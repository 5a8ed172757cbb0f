use serde::{Deserialize, Serialize};
use std::path::Path;
use tracing::info;

use super::geometry::Rect;
use crate::error::{CalibrationError, TileSetError};

/// Upper bound on tiles per page: two rows of six.
pub const MAX_TILES: usize = 12;

// Proportions of the title and pip bands, in percent.
const TITLE_BAND_PCT: u32 = 16;
const TITLE_INSET_PCT: u32 = 6;
const TITLE_TOP_TRIM_PCT: u32 = 10;
const TITLE_HEIGHT_TRIM_PCT: u32 = 20;
const DOTS_HEIGHT_PCT: u32 = 6;
const DOTS_MIN_HEIGHT: u32 = 12;
const DOTS_GAP: u32 = 2;

fn pct(value: u32, percent: u32) -> u32 {
    (value as u64 * percent as u64 / 100) as u32
}

/// One card slot on the collection page.
#[derive(Debug, Clone, Copy, PartialEq, Eq, Serialize, Deserialize)]
pub struct Tile {
    pub card: Rect,
    pub title: Rect,
    pub dots: Rect,
}

impl Tile {
    /// Derives the title band (bottom 16% of the card, inset 6% per side) and
    /// the pip band sitting just above it.
    pub fn from_card(card: Rect) -> Result<Self, CalibrationError> {
        let too_small = || CalibrationError::CardTooSmall(card);

        let title_band = pct(card.height, TITLE_BAND_PCT);
        let title = Rect::new(
            card.x + pct(card.width, TITLE_INSET_PCT),
            card.bottom() - title_band + pct(title_band, TITLE_TOP_TRIM_PCT),
            card.width - pct(card.width, 2 * TITLE_INSET_PCT),
            title_band - pct(title_band, TITLE_HEIGHT_TRIM_PCT),
        )
        .ok_or_else(too_small)?;

        let dots_height = pct(card.height, DOTS_HEIGHT_PCT).max(DOTS_MIN_HEIGHT);
        let dots_top = card
            .bottom()
            .checked_sub(title_band + dots_height + DOTS_GAP)
            .ok_or_else(too_small)?;
        let dots = Rect::new(
            card.x + pct(card.width, 25),
            dots_top,
            pct(card.width, 50),
            dots_height,
        )
        .ok_or_else(too_small)?;

        let tile = Self { card, title, dots };
        if !tile.is_consistent() {
            return Err(too_small());
        }
        Ok(tile)
    }

    pub fn is_consistent(&self) -> bool {
        !self.title.is_degenerate()
            && !self.dots.is_degenerate()
            && self.card.contains(&self.title)
            && self.card.contains(&self.dots)
    }
}

/// Calibrated tiles for one scan, in row-major order. Index 0 is the top-left
/// card and that position is the tile's identity for the rest of the run.
#[derive(Debug, Clone, PartialEq, Eq, Serialize, Deserialize)]
pub struct TileSet {
    tiles: Vec<Tile>,
}

impl TileSet {
    pub fn new(tiles: Vec<Tile>) -> Result<Self, CalibrationError> {
        if tiles.is_empty() || tiles.len() > MAX_TILES {
            return Err(CalibrationError::InvalidTileCount {
                count: tiles.len(),
                max: MAX_TILES,
            });
        }
        Ok(Self { tiles })
    }

    /// Builds tiles from card rectangles that are already in grid order.
    pub fn from_cards(cards: &[Rect]) -> Result<Self, CalibrationError> {
        let tiles = cards
            .iter()
            .map(|card| Tile::from_card(*card))
            .collect::<Result<Vec<_>, _>>()?;
        Self::new(tiles)
    }

    pub fn len(&self) -> usize {
        self.tiles.len()
    }

    pub fn is_empty(&self) -> bool {
        self.tiles.is_empty()
    }

    pub fn get(&self, index: usize) -> Option<&Tile> {
        self.tiles.get(index)
    }

    pub fn iter(&self) -> std::slice::Iter<'_, Tile> {
        self.tiles.iter()
    }

    pub fn cards(&self) -> impl Iterator<Item = &Rect> {
        self.tiles.iter().map(|t| &t.card)
    }

    pub fn save(&self, path: &Path) -> Result<(), TileSetError> {
        if let Some(parent) = path.parent() {
            if !parent.as_os_str().is_empty() {
                std::fs::create_dir_all(parent)?;
            }
        }
        std::fs::write(path, serde_json::to_string_pretty(self)?)?;
        info!("Saved calibration ({} tiles) to {}", self.len(), path.display());
        Ok(())
    }

    pub fn load(path: &Path) -> Result<Self, TileSetError> {
        let raw = std::fs::read_to_string(path)?;
        let parsed: TileSet = serde_json::from_str(&raw)?;
        for (index, tile) in parsed.tiles.iter().enumerate() {
            if [tile.card, tile.title, tile.dots]
                .iter()
                .any(|rect| !rect.is_addressable())
            {
                return Err(TileSetError::InvalidTile {
                    index,
                    reason: "region extends past the coordinate range",
                });
            }
            if tile.card.is_degenerate() {
                return Err(TileSetError::InvalidTile {
                    index,
                    reason: "card region has zero area",
                });
            }
            if !tile.is_consistent() {
                return Err(TileSetError::InvalidTile {
                    index,
                    reason: "title or pip band falls outside the card",
                });
            }
        }
        Ok(Self::new(parsed.tiles)?)
    }
}

impl<'a> IntoIterator for &'a TileSet {
    type Item = &'a Tile;
    type IntoIter = std::slice::Iter<'a, Tile>;

    fn into_iter(self) -> Self::IntoIter {
        self.tiles.iter()
    }
}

---

What is being asked
Please retype the data, matching it exactly.

Output for this task
repository 5a8ed172757cbb0f
use serde::{Deserialize, Serialize};
use std::path::Path;
use tracing::info;

use super::geometry::Rect;
use crate::error::{CalibrationError, TileSetError};

/// Upper bound on tiles per page: two rows of six.
pub const MAX_TILES: usize = 12;

// Proportions of the title and pip bands, in percent.
const TITLE_BAND_PCT: u32 = 16;
const TITLE_INSET_PCT: u32 = 6;
const TITLE_TOP_TRIM_PCT: u32 = 10;
const TITLE_HEIGHT_TRIM_PCT: u32 = 20;
const DOTS_HEIGHT_PCT: u32 = 6;
const DOTS_MIN_HEIGHT: u32 = 12;
const DOTS_GAP: u32 = 2;

fn pct(value: u32, percent: u32) -> u32 {
    (value as u64 * percent as u64 / 100) as u32
}

/// One card slot on the collection page.
#[derive(Debug, Clone, Copy, PartialEq, Eq, Serialize, Deserialize)]
pub struct Tile {
    pub card: Rect,
    pub title: Rect,
    pub dots: Rect,
}

impl Tile {
    /// Derives the title band (bottom 16% of the card, inset 6% per side) and
    /// the pip band sitting just above it.
    pub fn from_card(card: Rect) -> Result<Self, CalibrationError> {
        let too_small = || CalibrationError::CardTooSmall(card);

        let title_band = pct(card.height, TITLE_BAND_PCT);
        let title = Rect::new(
            card.x + pct(card.width, TITLE_INSET_PCT),
            card.bottom() - title_band + pct(title_band, TITLE_TOP_TRIM_PCT),
            card.width - pct(card.width, 2 * TITLE_INSET_PCT),
            title_band - pct(title_band, TITLE_HEIGHT_TRIM_PCT),
        )
        .ok_or_else(too_small)?;

        let dots_height = pct(card.height, DOTS_HEIGHT_PCT).max(DOTS_MIN_HEIGHT);
        let dots_top = card
            .bottom()
            .checked_sub(title_band + dots_height + DOTS_GAP)
            .ok_or_else(too_small)?;
        let dots = Rect::new(
            card.x + pct(card.width, 25),
            dots_top,
            pct(card.width, 50),
            dots_height,
        )
        .ok_or_else(too_small)?;

        let tile = Self { card, title, dots };
        if !tile.is_consistent() {
            return Err(too_small());
        }
        Ok(tile)
    }

    pub fn is_consistent(&self) -> bool {
        !self.title.is_degenerate()
            && !self.dots.is_degenerate()
            && self.card.contains(&self.title)
            && self.card.contains(&self.dots)
    }
}

/// Calibrated tiles for one scan, in row-major order. Index 0 is the top-left
/// card and that position is the tile's identity for the rest of the run.
#[derive(Debug, Clone, PartialEq, Eq, Serialize, Deserialize)]
pub struct TileSet {
    tiles: Vec<Tile>,
}

impl TileSet {
    pub fn new(tiles: Vec<Tile>) -> Result<Self, CalibrationError> {
        if tiles.is_empty() || tiles.len() > MAX_TILES {
            return Err(CalibrationError::InvalidTileCount {
                count: tiles.len(),
                max: MAX_TILES,
            });
        }
        Ok(Self { tiles })
    }

    /// Builds tiles from card rectangles that are already in grid order.
    pub fn from_cards(cards: &[Rect]) -> Result<Self, CalibrationError> {
        let tiles = cards
            .iter()
            .map(|card| Tile::from_card(*card))
            .collect::<Result<Vec<_>, _>>()?;
        Self::new(tiles)
    }

    pub fn len(&self) -> usize {
        self.tiles.len()
    }

    pub fn is_empty(&self) -> bool {
        self.tiles.is_empty()
    }

    pub fn get(&self, index: usize) -> Option<&Tile> {
        self.tiles.get(index)
    }

    pub fn iter(&self) -> std::slice::Iter<'_, Tile> {
        self.tiles.iter()
    }

    pub fn cards(&self) -> impl Iterator<Item = &Rect> {
        self.tiles.iter().map(|t| &t.card)
    }

    pub fn save(&self, path: &Path) -> Result<(), TileSetError> {
        if let Some(parent) = path.parent() {
            if !parent.as_os_str().is_empty() {
                std::fs::create_dir_all(parent)?;
            }
        }
        std::fs::write(path, serde_json::to_string_pretty(self)?)?;
        info!("Saved calibration ({} tiles) to {}", self.len(), path.display());
        Ok(())
    }

    pub fn load(path: &Path) -> Result<Self, TileSetError> {
        let raw = std::fs::read_to_string(path)?;
        let parsed: TileSet = serde_json::from_str(&raw)?;
        for (index, tile) in parsed.tiles.iter().enumerate() {
            if [tile.card, tile.title, tile.dots]
                .iter()
                .any(|rect| !rect.is_addressable())
            {
                return Err(TileSetError::InvalidTile {
                    index,
                    reason: "region extends past the coordinate range",
                });
            }
            if tile.card.is_degenerate() {
                return Err(TileSetError::InvalidTile {
                    index,
                    reason: "card region has zero area",
                });
            }
            if !tile.is_consistent() {
                return Err(TileSetError::InvalidTile {
                    index,
                    reason: "title or pip band falls outside the card",
                });
            }
        }
        Ok(Self::new(parsed.tiles)?)
    }
}

impl<'a> IntoIterator for &'a TileSet {
    type Item = &'a Tile;
    type IntoIter = std::slice::Iter<'a, Tile>;

    fn into_iter(self) -> Self::IntoIter {
        self.tiles.iter()
    }
}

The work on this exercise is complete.